Possession of motion picture film by any person who shall deliver the
same to any motion picture laboratory shall be presumptive evidence of
the consent of the owner thereof to the performance of the work which
may be done thereon or therefrom by such laboratory. No lien hereby
granted shall be waived or impaired by the taking of any note or notes
for the moneys so due or for the work and labor performed and materials
and moneys furnished.
S 189. Liens of hospitals. 1. Every corporation incorporated under
general law or special act as a charitable institution maintaining a
hospital in the state supported in whole or in part by charity, the
state university of New York and every county, city, town or village
operating and maintaining a hospital shall to the extent hereinafter
provided have a lien upon any and all rights of action, suits, claims,
counterclaims or demands, of any nature whatsoever, of any person
receiving emergency treatment or admitted to any such hospital and
receiving treatment, care and maintenance therein, on account of any
personal injuries received within a period of one week prior to
receiving emergency treatment or admission to the hospital and as the
result of the negligence, wrongful act or any other tort, of any other
person or persons or corporation, which any such injured person or the
legal representative of such injured person, in case of death as the
result of such injuries, may or shall have, assert or maintain against
any such other person or corporation for damages on account of such
injuries, for the amount of the reasonable charges of such hospital, for
the treatment, care and maintenance of such injured person at cost rates
in such hospital. If such injured person received emergency treatment or
was admitted to the hospital on account of personal injuries received
within a week prior to such treatment or admission, the state university
or any such corporation or such municipal corporation maintaining a
hospital to which such person may be transferred for subsequent
treatment of the same injuries shall also have a lien as provided herein
although such transfer may occur during or after a week from the time
when such injuries were received. No such lien shall be effective,
however, unless a written notice containing the name and address of the
injured person, the date of the accident, the name and location of the
hospital and the name of the person or persons, firm or firms,
corporation or corporations alleged to be liable to the injured party
for the injuries received, shall prior to the payment of any moneys to
such injured person, his attorneys, or legal representatives as
compensation for such injuries be mailed, registered or certified and
postage prepaid, to the person or persons, firm or firms, corporation or
corporations, alleged to be liable to the injured party for the injuries
sustained prior to the payment to such injured person, his attorneys or
legal representatives, as compensation for such injuries. Such hospital
shall mail a copy of such notice to any insurance carrier which has
insured such person, firm or corporation against such liability. Such
mailing shall be deemed to be effective notwithstanding any inaccuracy
or omission therein if the information contained therein shall be
sufficient to enable the person or persons or corporation alleged to be
liable, by the exercise of reasonable diligence, to identify the injured
person, the occurrence upon which the claim for damages is based and the
name and address of the hospital asserting the lien. Any hospital
claiming a lien hereunder shall, in addition to the foregoing, file in
the office of the county clerk of the county in which the hospital is
located and mail to the persons and in the manner above provided, after
the discharge of any injured person, an additional notice of lien, duly
verified, which shall show the total hospital charges which have accrued
and no lien hereunder shall exceed this amount.

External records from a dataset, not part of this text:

//! Typed views of portal documents
//!
//! Documents are written by an administrative backend with an inconsistent
//! schema: the same attribute can be a string in one record and a number in
//! another. Text and count fields are therefore decoded leniently, and the
//! reference attributes are kept as raw values.

mod beneficiary;
mod camp;
mod complaint;
mod distribution;
mod lenient;
mod parcel;

pub use beneficiary::{BeneficiaryDoc, Demographics};
pub use camp::CampDoc;
pub use complaint::{ComplaintDoc, COMPLAINT_STATUS_PENDING, CREATED_AT_FIELD};
pub use distribution::{DistributionDoc, BENEFICIARY_REF_FIELD};
pub use parcel::ParcelDoc;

2. (a) Subject to the provisions of paragraph (b) hereof the lien of
any such hospital shall attach: (i) To any verdict, decision, decree,
judgment or final order made or rendered in any suit, action or
proceeding of any nature whatsoever, brought in any court of this state,
by such injured person, or the legal representative of such injured
person in case of death as the result of such injuries, against any
other person or persons or corporation for the recovery of damages or
compensation on account of such injuries or for the death of such person
resulting therefrom, as well as to the proceeds of any settlement of any
such verdict, decision, decree, judgment or final order made or rendered
in any such suit, action or proceeding.
(ii) To the proceeds of the settlement or compromise of any such suit,
action or proceeding, effected, before any verdict, decision, decree,
judgment or final order is made or rendered therein, by any such injured
person or his legal representative in case of death, with any other
person, persons, or corporation claimed or alleged to be liable for said
injuries or death, or with any other person or persons or corporations
on account thereof.
(iii) To the proceeds of the settlement or compromise of any such
claim, demand, or cause of action effected, before the commencement of
any suit, action or proceeding thereon, by any such injured person or
his legal representative in case of death, with any other person, or
persons or corporation claimed or alleged to be liable for said injuries
or death, or with any other person or persons or corporation on account
thereof.
(b) In the case of a recovery by judgment, settlement or compromise
under sections one hundred nineteen and one hundred twenty or one
hundred thirty, one hundred thirty-two and one hundred thirty-three of
the decedent estate law, such lien shall attach only if the reasonable
expenses of medical aid, nursing and attention incident to the injury
are an element of the damages recoverable in such action.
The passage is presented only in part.